Cristo, a Palavra eterna de Deus Pai, condensa na sua pessoa tudo aquilo que Deus quer comunicar ao ser humano (cfr. 2 S 22,3). E assim o convite de Deus é sempre a escutar atenta e continuamente o Filho, pois “Uma palavra falou o Pai, que foi o seu Filho, e di-la sempre em eterno silêncio, e em silêncio a há de ouvir a alma” (D 99). Só desde o silêncio profundo, em atitude de acolhimento, pode o ser humano relacionar-se com Deus. Assim, SJC convida, numa carta dirigida a Ana de S. Alberto, a uma atitude de silêncio e esperança: “no silêncio e na esperança está a nossa fortaleza” (Ct 30), fazendo eco de Isaías 30,15. O Santo une silêncio e esperança numa atitude global de atenção amorosa diante de Deus.
Desde a perspetiva ascética, SJC ao falar do silêncio adverte para os perigos do muito falar. Diz claramente numa carta dirigida às carmelitas descalças de Beas: “o que falta […] é […] calar e agir. […] o falar distrai, enquanto que o calar e agir recolhe e fortalece o espírito”. Mais, o silêncio é um sinal da maturidade espiritual: “a alma que cedo se põe a falar, muito pouco atenta está a Deus” (Ct 8). O falar muito é uma das imperfeições da vida espiritual (cfr. D 121) e como remédio o Santo exorta: “Como te atreves a folgar sem nenhum temor, se tens de comparecer diante de Deus para prestar contas da mais pequena palavra e pensamento?” (D 73); “considerem que Deus leva em conta cada palavra que tiverem dito sem ser por obediência.” (D 84).
Havendo perigo no muito falar é necessário saber pôr um freio às palavras e aos pensamentos, pois “grande sabedoria é saber calar” (D 108). O silêncio é “a maior necessidade que temos” (Ct 8) no relacionamento com Deus, sem ele “é impossível ir aproveitando” (ib.). SJC deixa claro qual deve ser o modelo para alcançar a sabedoria do silêncio: “Não fazer coisas nem dizer palavras notáveis que Cristo não diria nem faria se vivesse no estado em que eu estou e tivesse a idade e saúde que eu tenho.” (Graus de Perfeição, 3). A imitação de Cristo, para SJC, há de orientar a nossa vida em todas as suas dimensões: “esta vida, se não for para O imitar, não presta” (Ct 25).

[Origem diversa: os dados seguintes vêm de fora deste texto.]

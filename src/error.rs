//! Error types for each stage of the pipeline.
//!
//! Preprocessing and prediction errors propagate to the caller. Load errors
//! are captured by [`crate::EmotionModel`] and kept as the reason the model
//! is unavailable.

use std::path::PathBuf;
use thiserror::Error;

#[derive(Debug, Error)]
pub enum ConfigError {
    #[error("Failed to read config {path:?}: {source}")]
    Io {
        path: PathBuf,
        #[source]
        source: std::io::Error,
    },

    #[error("Failed to parse config: {0}")]
    Parse(#[from] toml::de::Error),

    #[error("Failed to serialize config: {0}")]
    Serialize(#[from] toml::ser::Error),

    #[error("Label mapping is empty")]
    EmptyLabels,

    #[error("Labels {first:?} and {second:?} both map to index {index}")]
    DuplicateLabelIndex {
        index: usize,
        first: String,
        second: String,
    },
}

#[derive(Debug, Error)]
pub enum PreprocessError {
    #[error("Failed to read image {path:?}: {source}")]
    Io {
        path: PathBuf,
        #[source]
        source: std::io::Error,
    },

    #[error("Failed to decode image: {0}")]
    Decode(#[from] image::ImageError),

    #[error("Expected 3 colour channels, got {0}")]
    Channels(usize),
}

#[derive(Debug, Error)]
pub enum StorageError {
    #[error("Bucket {0} not found")]
    BucketNotFound(String),

    #[error("Object {name} not found in bucket {bucket}")]
    ObjectNotFound { bucket: String, name: String },

    #[error("Storage request failed with status {status}: {message}")]
    Http { status: u16, message: String },

    #[error("Storage request failed: {0}")]
    Transport(String),

    #[error("Storage authentication failed: {0}")]
    Auth(String),

    #[error("Failed to parse storage response: {0}")]
    Parse(String),

    #[error("Storage I/O error: {0}")]
    Io(#[from] std::io::Error),

    #[error("Checksum mismatch for {name}: expected {expected}, got {actual}")]
    Integrity {
        name: String,
        expected: String,
        actual: String,
    },
}

#[derive(Debug, Error)]
pub enum LoadError {
    #[error("No model found in bucket {bucket} under {prefix}")]
    EmptyBucket { bucket: String, prefix: String },

    #[error("Model file not found at {0:?}")]
    MissingModelFile(PathBuf),

    #[error(transparent)]
    Storage(#[from] StorageError),

    #[error("Inference runtime unavailable: {0}")]
    Runtime(String),

    #[error("Failed to create inference session: {0}")]
    Session(String),
}

#[derive(Debug, Error)]
pub enum PredictError {
    #[error("Model is not loaded: {0}")]
    NotLoaded(String),

    #[error("Shape mismatch: expected {expected:?}, got {actual:?}")]
    ShapeMismatch {
        expected: Vec<usize>,
        actual: Vec<usize>,
    },

    #[error("Inference error: {0}")]
    Inference(String),

    #[error("Inference session lock poisoned")]
    Poisoned,
}
//! Object storage for trained model artifacts.
//!
//! Models are published as blobs under a common prefix; the newest one by
//! update time is the one served.

mod gcs;

pub use gcs::GcsStore;

use chrono::{DateTime, Utc};
use std::path::Path;

use crate::error::StorageError;

/// Metadata of a stored object
#[derive(Debug, Clone, PartialEq, Eq)]
pub struct BlobInfo {
    pub name: String,
    pub bucket: String,
    pub updated: DateTime<Utc>,
    pub size: Option<u64>,
    /// Base64-encoded MD5 of the content, when the store reports one
    pub md5_hash: Option<String>,
}

/// Trait for object stores that can list and download model blobs
pub trait BlobStore: Send + Sync {
    /// List blobs in `bucket` whose name starts with `prefix`
    fn list_blobs(&self, bucket: &str, prefix: &str) -> Result<Vec<BlobInfo>, StorageError>;

    /// Download a blob to `dest`, replacing any existing file
    fn download(&self, blob: &BlobInfo, dest: &Path) -> Result<(), StorageError>;

    /// Get the store name for logs
    fn store_name(&self) -> &'static str;
}

/// Pick the most recently updated blob, skipping folder placeholders.
///
/// Among blobs with the same timestamp the one listed first wins.
pub fn select_latest(blobs: &[BlobInfo]) -> Option<&BlobInfo> {
    blobs
        .iter()
        .filter(|b| !b.name.ends_with('/'))
        .rev()
        .max_by_key(|b| b.updated)
}
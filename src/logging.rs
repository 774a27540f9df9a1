//! Tracing subscriber setup for the `fers` binary.
//!
//! `FERS_LOG` takes an `EnvFilter` directive such as `debug` or
//! `fers::storage=trace`; without it only `info` and above are kept.

use anyhow::Result;
use std::path::{Path, PathBuf};
use tracing_subscriber::{fmt, layer::SubscriberExt, util::SubscriberInitExt, EnvFilter};

fn env_filter() -> EnvFilter {
    EnvFilter::try_from_env("FERS_LOG").unwrap_or_else(|_| EnvFilter::new("info"))
}

/// Where batch runs write their log files when journald is not available
pub fn default_log_dir() -> PathBuf {
    dirs::data_local_dir()
        .unwrap_or_else(|| PathBuf::from("."))
        .join("fers")
        .join("logs")
}

/// Send prediction logs to the system journal, or to `fers.log` in
/// `log_dir` (rotated daily) when no journal socket is reachable.
pub fn init(log_dir: &Path) -> Result<()> {
    #[cfg(target_os = "linux")]
    {
        if let Ok(journald_layer) = tracing_journald::layer() {
            tracing_subscriber::registry()
                .with(env_filter())
                .with(journald_layer)
                .try_init()?;

            tracing::info!("Logging to journald");
            return Ok(());
        }
    }

    std::fs::create_dir_all(log_dir)?;

    let file_appender = tracing_appender::rolling::daily(log_dir, "fers.log");
    let (non_blocking, guard) = tracing_appender::non_blocking(file_appender);

    static GUARD: std::sync::OnceLock<tracing_appender::non_blocking::WorkerGuard> =
        std::sync::OnceLock::new();
    let _ = GUARD.set(guard);

    tracing_subscriber::registry()
        .with(env_filter())
        .with(fmt::layer().with_writer(non_blocking).with_ansi(false))
        .try_init()?;

    tracing::info!(dir = ?log_dir, "Logging to file");
    Ok(())
}

/// Plain stderr output for `--verbose` runs.
pub fn init_stderr() -> Result<()> {
    tracing_subscriber::registry()
        .with(env_filter())
        .with(fmt::layer().with_writer(std::io::stderr).with_target(false))
        .try_init()?;
    Ok(())
}
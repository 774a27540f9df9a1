use std::path::{Path, PathBuf};
use walkdir::WalkDir;

/// Expand the given paths into image files.
///
/// Files are taken as-is; directories are walked recursively and filtered by
/// extension. Directory results are sorted for consistent ordering.
pub fn discover_images(paths: &[PathBuf], extensions: &[String]) -> Vec<PathBuf> {
    let mut images = Vec::new();

    for path in paths {
        if path.is_dir() {
            let mut found: Vec<PathBuf> = WalkDir::new(path)
                .follow_links(false)
                .into_iter()
                .filter_map(|e| e.ok())
                .map(|e| e.into_path())
                .filter(|p| p.is_file() && has_extension(p, extensions))
                .collect();
            found.sort();
            images.extend(found);
        } else {
            images.push(path.clone());
        }
    }

    images
}

fn has_extension(path: &Path, extensions: &[String]) -> bool {
    path.extension()
        .map(|ext| {
            let ext_lower = ext.to_string_lossy().to_lowercase();
            extensions.iter().any(|e| e.to_lowercase() == ext_lower)
        })
        .unwrap_or(false)
}
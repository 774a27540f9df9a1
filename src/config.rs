use serde::{Deserialize, Serialize};
use std::collections::BTreeMap;
use std::path::{Path, PathBuf};

use crate::error::ConfigError;
use crate::labels::LabelMap;

#[derive(Debug, Clone, Serialize, Deserialize)]
pub struct Config {
    /// Local path the model is loaded from (and downloaded to).
    #[serde(default = "default_model_path")]
    pub model_path: PathBuf,

    /// Object storage bucket holding trained models. When unset the model is
    /// loaded from `model_path` directly.
    #[serde(default)]
    pub bucket: Option<String>,

    #[serde(default = "default_image_extensions")]
    pub image_extensions: Vec<String>,

    /// Emotion name to model output index.
    #[serde(default = "default_labels")]
    pub labels_text2num: BTreeMap<String, usize>,

    #[serde(default)]
    pub storage: StorageConfig,

    #[serde(default)]
    pub inference: InferenceConfig,
}

#[derive(Debug, Clone, Serialize, Deserialize)]
pub struct StorageConfig {
    #[serde(default = "default_storage_endpoint")]
    pub endpoint: String,

    #[serde(default = "default_storage_prefix")]
    pub prefix: String,

    /// OAuth2 bearer token. Falls back to `GOOGLE_OAUTH_ACCESS_TOKEN`, then
    /// the instance metadata server.
    #[serde(default)]
    pub access_token: Option<String>,

    #[serde(default = "default_timeout_secs")]
    pub timeout_secs: u64,

    /// Verify downloaded blobs against the MD5 hash reported by the store.
    #[serde(default = "default_verify_checksum")]
    pub verify_checksum: bool,
}

fn default_storage_endpoint() -> String {
    "https://storage.googleapis.com".to_string()
}

fn default_storage_prefix() -> String {
    "models/".to_string()
}

fn default_timeout_secs() -> u64 {
    60
}

fn default_verify_checksum() -> bool {
    true
}

impl Default for StorageConfig {
    fn default() -> Self {
        Self {
            endpoint: default_storage_endpoint(),
            prefix: default_storage_prefix(),
            access_token: None,
            timeout_secs: default_timeout_secs(),
            verify_checksum: default_verify_checksum(),
        }
    }
}

#[derive(Debug, Clone, Serialize, Deserialize)]
pub struct InferenceConfig {
    #[serde(default = "default_intra_threads")]
    pub intra_threads: usize,

    /// ONNX Runtime shared library. Falls back to `ORT_DYLIB_PATH`, then the
    /// platform default name.
    #[serde(default)]
    pub dylib_path: Option<PathBuf>,
}

fn default_intra_threads() -> usize {
    4
}

impl Default for InferenceConfig {
    fn default() -> Self {
        Self {
            intra_threads: default_intra_threads(),
            dylib_path: None,
        }
    }
}

fn default_labels() -> BTreeMap<String, usize> {
    // FER-2013 class order
    [
        ("angry", 0),
        ("disgust", 1),
        ("fear", 2),
        ("happy", 3),
        ("neutral", 4),
        ("sad", 5),
        ("surprise", 6),
    ]
    .into_iter()
    .map(|(name, index)| (name.to_string(), index))
    .collect()
}

fn default_model_path() -> PathBuf {
    dirs::data_local_dir()
        .unwrap_or_else(|| PathBuf::from("."))
        .join("fers")
        .join("models")
        .join("model.onnx")
}

fn default_image_extensions() -> Vec<String> {
    vec![
        "jpg".to_string(),
        "jpeg".to_string(),
        "png".to_string(),
        "bmp".to_string(),
        "gif".to_string(),
        "webp".to_string(),
    ]
}

impl Default for Config {
    fn default() -> Self {
        Self {
            model_path: default_model_path(),
            bucket: None,
            image_extensions: default_image_extensions(),
            labels_text2num: default_labels(),
            storage: StorageConfig::default(),
            inference: InferenceConfig::default(),
        }
    }
}

impl Config {
    /// Load from `FERS_CONFIG` or the default location, writing a default
    /// config file if none exists yet.
    pub fn load() -> Result<Self, ConfigError> {
        let config_path = std::env::var_os("FERS_CONFIG")
            .map(PathBuf::from)
            .unwrap_or_else(Self::config_path);

        if config_path.exists() {
            Self::load_from(&config_path)
        } else {
            let config = Config::default();
            config.save_to(&config_path)?;
            Ok(config)
        }
    }

    pub fn load_from(path: &Path) -> Result<Self, ConfigError> {
        let content = std::fs::read_to_string(path).map_err(|source| ConfigError::Io {
            path: path.to_path_buf(),
            source,
        })?;
        Self::from_toml(&content)
    }

    pub fn from_toml(content: &str) -> Result<Self, ConfigError> {
        Ok(toml::from_str(content)?)
    }

    pub fn save_to(&self, path: &Path) -> Result<(), ConfigError> {
        let io_err = |source| ConfigError::Io {
            path: path.to_path_buf(),
            source,
        };

        if let Some(parent) = path.parent() {
            std::fs::create_dir_all(parent).map_err(io_err)?;
        }

        let content = toml::to_string_pretty(self)?;
        std::fs::write(path, content).map_err(io_err)?;

        Ok(())
    }

    /// Validated label mapping with its inverse.
    pub fn label_map(&self) -> Result<LabelMap, ConfigError> {
        LabelMap::new(self.labels_text2num.clone())
    }

    /// Bucket name, treating an empty string the same as unset.
    pub fn bucket(&self) -> Option<&str> {
        self.bucket.as_deref().filter(|b| !b.is_empty())
    }

    pub fn config_dir() -> PathBuf {
        dirs::config_dir()
            .unwrap_or_else(|| PathBuf::from("."))
            .join("fers")
    }

    fn config_path() -> PathBuf {
        Self::config_dir().join("config.toml")
    }
}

A ascese na doutrina espiritual de SJC, e em particular a ascese do silêncio, tem um objetivo muito claro: abrir a pessoa para a relação com Deus, sem este horizonte a prática de qualquer tipo de virtudes não tem sentido. O silêncio como esforço feito pelo ser humano deve estar encaminhado à escuta atenta e amorosa de Deus, que nos disse tudo em Cristo Jesus e que nos continua a falar em silêncio.
Quando no Cântico Espiritual o Poeta Místico evoca o Pássaro Solitário, como imagem do orante que se encontra na fase de desposório espiritual, e diz que o seu canto suave é o silêncio está a falar-nos da oração contemplativa do orante, que acontece no silêncio. O qual, neste momento da vida espiritual, é já um dom divino. É ao mesmo tempo o estado da alma do orante (alcançado pela graça divina) e a comunicação do próprio Deus ao orante.
Porém, para chegar a este momento da vida espiritual devemos seguir os conselhos de São João da Cruz, de perseguir ativamente o silêncio como disposição para deixar-se encontrar por Deus e para iniciar uma relação com Ele. Sem dúvida, hoje São João da Cruz continuaria a convidar-nos ao silêncio, pois é o ‘espaço’ e o ‘ambiente’ onde podemos escutar Deus, que tem uma morada no mais profundo mais íntimo de cada um de nós. O Silêncio é o ‘espaço’ e o ‘ambiente’ onde desenvolver a nossa relação com Ele, estreitando os laços do amor até à união com Ele.